* **Brief**: Would you copy every line of the listing below that includes the word "loop"?
- Opening Delimiter -
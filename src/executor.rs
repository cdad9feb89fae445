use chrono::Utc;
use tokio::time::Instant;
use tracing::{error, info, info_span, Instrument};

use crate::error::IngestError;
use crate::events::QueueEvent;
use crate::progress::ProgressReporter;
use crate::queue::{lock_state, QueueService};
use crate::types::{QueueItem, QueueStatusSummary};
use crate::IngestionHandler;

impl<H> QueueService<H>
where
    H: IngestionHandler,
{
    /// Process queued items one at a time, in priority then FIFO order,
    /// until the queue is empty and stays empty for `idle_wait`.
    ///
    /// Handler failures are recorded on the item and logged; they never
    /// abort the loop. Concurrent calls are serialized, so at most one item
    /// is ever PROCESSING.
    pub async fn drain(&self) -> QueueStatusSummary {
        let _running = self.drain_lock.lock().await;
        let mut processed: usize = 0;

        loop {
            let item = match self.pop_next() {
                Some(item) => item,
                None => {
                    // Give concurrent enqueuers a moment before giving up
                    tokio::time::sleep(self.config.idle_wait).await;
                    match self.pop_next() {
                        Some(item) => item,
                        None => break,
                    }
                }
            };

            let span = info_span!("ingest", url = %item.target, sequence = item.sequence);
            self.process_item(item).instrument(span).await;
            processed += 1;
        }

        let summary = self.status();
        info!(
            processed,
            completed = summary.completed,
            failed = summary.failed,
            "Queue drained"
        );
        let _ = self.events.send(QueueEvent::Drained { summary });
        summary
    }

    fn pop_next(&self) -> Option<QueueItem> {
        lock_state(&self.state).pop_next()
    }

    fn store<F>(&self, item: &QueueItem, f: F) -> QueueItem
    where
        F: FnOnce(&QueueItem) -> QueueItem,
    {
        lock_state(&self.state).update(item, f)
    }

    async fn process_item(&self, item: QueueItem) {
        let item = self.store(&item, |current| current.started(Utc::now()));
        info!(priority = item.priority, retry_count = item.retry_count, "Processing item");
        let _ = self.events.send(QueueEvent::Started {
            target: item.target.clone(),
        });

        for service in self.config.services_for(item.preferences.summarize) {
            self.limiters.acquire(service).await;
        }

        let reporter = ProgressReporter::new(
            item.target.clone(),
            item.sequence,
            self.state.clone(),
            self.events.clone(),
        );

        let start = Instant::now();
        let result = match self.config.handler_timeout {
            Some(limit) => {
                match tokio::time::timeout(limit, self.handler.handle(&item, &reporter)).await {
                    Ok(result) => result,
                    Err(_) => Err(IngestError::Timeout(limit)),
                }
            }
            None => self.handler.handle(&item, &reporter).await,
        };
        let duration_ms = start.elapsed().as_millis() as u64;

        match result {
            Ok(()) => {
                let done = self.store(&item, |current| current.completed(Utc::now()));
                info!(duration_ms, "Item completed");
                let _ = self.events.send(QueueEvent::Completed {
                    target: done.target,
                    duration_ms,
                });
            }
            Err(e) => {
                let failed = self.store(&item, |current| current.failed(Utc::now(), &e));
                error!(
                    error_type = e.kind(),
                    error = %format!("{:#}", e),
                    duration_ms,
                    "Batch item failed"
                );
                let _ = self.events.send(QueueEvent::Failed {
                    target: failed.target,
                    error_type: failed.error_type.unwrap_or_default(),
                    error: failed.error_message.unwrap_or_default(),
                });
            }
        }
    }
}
- Closing Delimiter -
* **Result of this task**:
    /// abort the loop. Concurrent calls are serialized, so at most one item
        loop {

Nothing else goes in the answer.